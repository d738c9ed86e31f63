//! Work plans: the finite, ordered item sequence a task executes.
//!
//! [`WorkPlan::build`] expands a [`TaskPayload`] into [`WorkItem`]s.
//! [`WorkItem::execute`] runs one item and always returns an
//! [`ItemOutcome`]; errors inside an item never escape it.

use std::collections::BTreeSet;
use std::fmt;

use bigshot_core::domain_names::{is_subdomain_of, merge_tags, normalize_domain};
use bigshot_core::job_result::{
    CleanupResult, DeduplicationResult, DiscoveredDomain, EnumerationResult, JobOutcome,
    NormalizationResult,
};
use bigshot_core::types::Timestamp;
use bigshot_core::work::{EnumerationPair, ItemOutcome, TaskPayload, WorkTally};
use bigshot_db::models::domain::Domain;
use bigshot_db::store::DomainStore;
use chrono::{Duration, Utc};

use crate::processor::{CredentialProvider, ProcessorRegistry};

/// One unit of work.
#[derive(Debug, Clone, PartialEq)]
pub enum WorkItem {
    /// Query one source for subdomains of one target.
    Enumerate(EnumerationPair),
    /// Normalise one stored domain.
    Normalize(Domain),
    /// Merge every row stored under one subdomain.
    Deduplicate(String),
    /// Delete one expired domain.
    Delete(Domain),
}

impl fmt::Display for WorkItem {
    fn fmt(&self, f: &mut fmt::Formatter<'_>) -> fmt::Result {
        match self {
            WorkItem::Enumerate(pair) => write!(f, "enumerate {} via {}", pair.target, pair.source),
            WorkItem::Normalize(domain) => write!(f, "normalize {}", domain.subdomain),
            WorkItem::Deduplicate(name) => write!(f, "deduplicate {name}"),
            WorkItem::Delete(domain) => write!(f, "delete {}", domain.subdomain),
        }
    }
}

/// Collaborators an item needs to run.
pub struct ItemContext<'a> {
    pub domains: &'a dyn DomainStore,
    pub processors: &'a ProcessorRegistry,
    pub credentials: &'a dyn CredentialProvider,
}

/// The expanded items of one task.
#[derive(Debug, Clone)]
pub struct WorkPlan {
    payload: TaskPayload,
    items: Vec<WorkItem>,
    cutoff: Option<Timestamp>,
}

impl WorkPlan {
    /// Expand a payload. Data-processing plans snapshot the domain store.
    pub async fn build(
        payload: &TaskPayload,
        domains: &dyn DomainStore,
    ) -> Result<Self, sqlx::Error> {
        let mut cutoff = None;
        let items = match payload {
            TaskPayload::DomainEnumeration { .. } => payload
                .enumeration_pairs()
                .into_iter()
                .map(WorkItem::Enumerate)
                .collect(),
            TaskPayload::DataNormalization => domains
                .list_all()
                .await?
                .into_iter()
                .map(WorkItem::Normalize)
                .collect(),
            TaskPayload::DataDeduplication => domains
                .duplicate_subdomains()
                .await?
                .into_iter()
                .map(WorkItem::Deduplicate)
                .collect(),
            TaskPayload::DataCleanup { days_old } => {
                let before = Utc::now() - Duration::days(i64::from(*days_old));
                cutoff = Some(before);
                domains
                    .list_created_before(before)
                    .await?
                    .into_iter()
                    .map(WorkItem::Delete)
                    .collect()
            }
        };

        Ok(Self {
            payload: payload.clone(),
            items,
            cutoff,
        })
    }

    pub fn items(&self) -> &[WorkItem] {
        &self.items
    }

    pub fn len(&self) -> usize {
        self.items.len()
    }

    pub fn is_empty(&self) -> bool {
        self.items.is_empty()
    }

    /// Build the job outcome once every item ran.
    pub fn outcome(&self, tally: &WorkTally, mut found: EnumerationResult) -> JobOutcome {
        let completion_time = Utc::now();
        match &self.payload {
            TaskPayload::DomainEnumeration { .. } => {
                found.failed_items = tally.errored;
                found.skipped_items = tally.skipped;
                JobOutcome::Enumeration(found)
            }
            TaskPayload::DataNormalization => JobOutcome::Normalization(NormalizationResult {
                total_processed: tally.processed(),
                normalized_count: tally.affected,
                completion_time,
            }),
            TaskPayload::DataDeduplication => JobOutcome::Deduplication(DeduplicationResult {
                total_processed: tally.processed(),
                merged_count: tally.affected,
                completion_time,
            }),
            TaskPayload::DataCleanup { .. } => JobOutcome::Cleanup(CleanupResult {
                total_processed: tally.processed(),
                deleted_count: tally.affected,
                cutoff_date: self.cutoff.unwrap_or(completion_time),
                completion_time,
            }),
        }
    }
}

impl WorkItem {
    /// Extra progress-event fields describing this item.
    pub fn progress_meta(&self, tally: &WorkTally) -> serde_json::Value {
        let mut meta = match self {
            WorkItem::Enumerate(pair) => serde_json::json!({
                "current_target": pair.target,
                "current_source": pair.source,
            }),
            WorkItem::Normalize(domain) | WorkItem::Delete(domain) => {
                serde_json::json!({ "current_domain": domain.subdomain })
            }
            WorkItem::Deduplicate(name) => serde_json::json!({ "current_domain": name }),
        };
        meta["completed_tasks"] = serde_json::json!(tally.processed());
        meta["total_tasks"] = serde_json::json!(tally.total);
        meta
    }

    /// Run this item. Discoveries are recorded into `found`.
    pub async fn execute(
        &self,
        ctx: &ItemContext<'_>,
        found: &mut EnumerationResult,
    ) -> ItemOutcome {
        let result = match self {
            WorkItem::Enumerate(pair) => return enumerate(ctx, pair, found).await,
            WorkItem::Normalize(domain) => normalize(ctx.domains, domain).await,
            WorkItem::Deduplicate(name) => deduplicate(ctx.domains, name).await,
            WorkItem::Delete(domain) => ctx.domains.delete(domain.id).await.map(|()| 1),
        };
        match result {
            Ok(affected) => ItemOutcome::Succeeded { affected },
            Err(e) => ItemOutcome::Errored {
                error: e.to_string(),
            },
        }
    }
}

/// Clean a raw name reported by a source and keep it only if it is a
/// strict subdomain of `target`.
fn candidate_name(raw: &str, target: &str) -> Option<String> {
    let name = raw.trim().trim_start_matches("*.").trim_end_matches('.').to_lowercase();
    is_subdomain_of(&name, target).then_some(name)
}

async fn enumerate(
    ctx: &ItemContext<'_>,
    pair: &EnumerationPair,
    found: &mut EnumerationResult,
) -> ItemOutcome {
    let Some(processor) = ctx.processors.get(&pair.source) else {
        return ItemOutcome::Skipped {
            reason: format!("No processor registered for source '{}'", pair.source),
        };
    };

    let api_key = ctx.credentials.api_key(&pair.source);
    let names = match processor.process(&pair.target, api_key.as_deref()).await {
        Ok(names) => names,
        Err(e) => {
            return ItemOutcome::Errored {
                error: e.to_string(),
            }
        }
    };

    let target = pair.target.trim().to_lowercase();
    let unique: BTreeSet<String> = names
        .iter()
        .filter_map(|raw| candidate_name(raw, &target))
        .collect();

    let mut discovered = Vec::with_capacity(unique.len());
    let mut failure = None;
    for subdomain in unique {
        match ctx.domains.upsert(&target, &subdomain, &pair.source).await {
            Ok(inserted) => discovered.push(DiscoveredDomain {
                subdomain,
                source: pair.source.clone(),
                root_domain: target.clone(),
                existing: !inserted,
            }),
            Err(e) => {
                failure = Some(e.to_string());
                break;
            }
        }
    }

    let affected = discovered.len();
    found.record(discovered);
    match failure {
        Some(error) => ItemOutcome::Errored { error },
        None => ItemOutcome::Succeeded { affected },
    }
}

async fn normalize(domains: &dyn DomainStore, domain: &Domain) -> Result<usize, sqlx::Error> {
    let normalized = normalize_domain(&domain.subdomain);
    if normalized == domain.subdomain {
        return Ok(0);
    }

    match domains.find(&normalized, &domain.source).await? {
        Some(existing) => {
            let tags = merge_tags([existing.tags.as_deref(), domain.tags.as_deref()]);
            domains
                .update_merged(existing.id, tags.as_deref(), &existing.source)
                .await?;
            domains.delete(domain.id).await?;
        }
        None => domains.rename(domain.id, &normalized).await?,
    }
    Ok(1)
}

async fn deduplicate(domains: &dyn DomainStore, subdomain: &str) -> Result<usize, sqlx::Error> {
    let rows = domains.list_by_subdomain(subdomain).await?;
    let Some((keep, duplicates)) = rows.split_first() else {
        return Ok(0);
    };
    if duplicates.is_empty() {
        return Ok(0);
    }

    let tags = merge_tags(rows.iter().map(|d| d.tags.as_deref()));
    let sources = merge_tags(rows.iter().map(|d| Some(d.source.as_str())))
        .unwrap_or_else(|| keep.source.clone());

    for duplicate in duplicates {
        domains.delete(duplicate.id).await?;
    }
    domains
        .update_merged(keep.id, tags.as_deref(), &sources)
        .await?;
    Ok(duplicates.len())
}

++++

- Work to complete
All lines in the records above with "Duration" need to be found and copied.

- Task result
use chrono::{Duration, Utc};
                let before = Utc::now() - Duration::days(i64::from(*days_old));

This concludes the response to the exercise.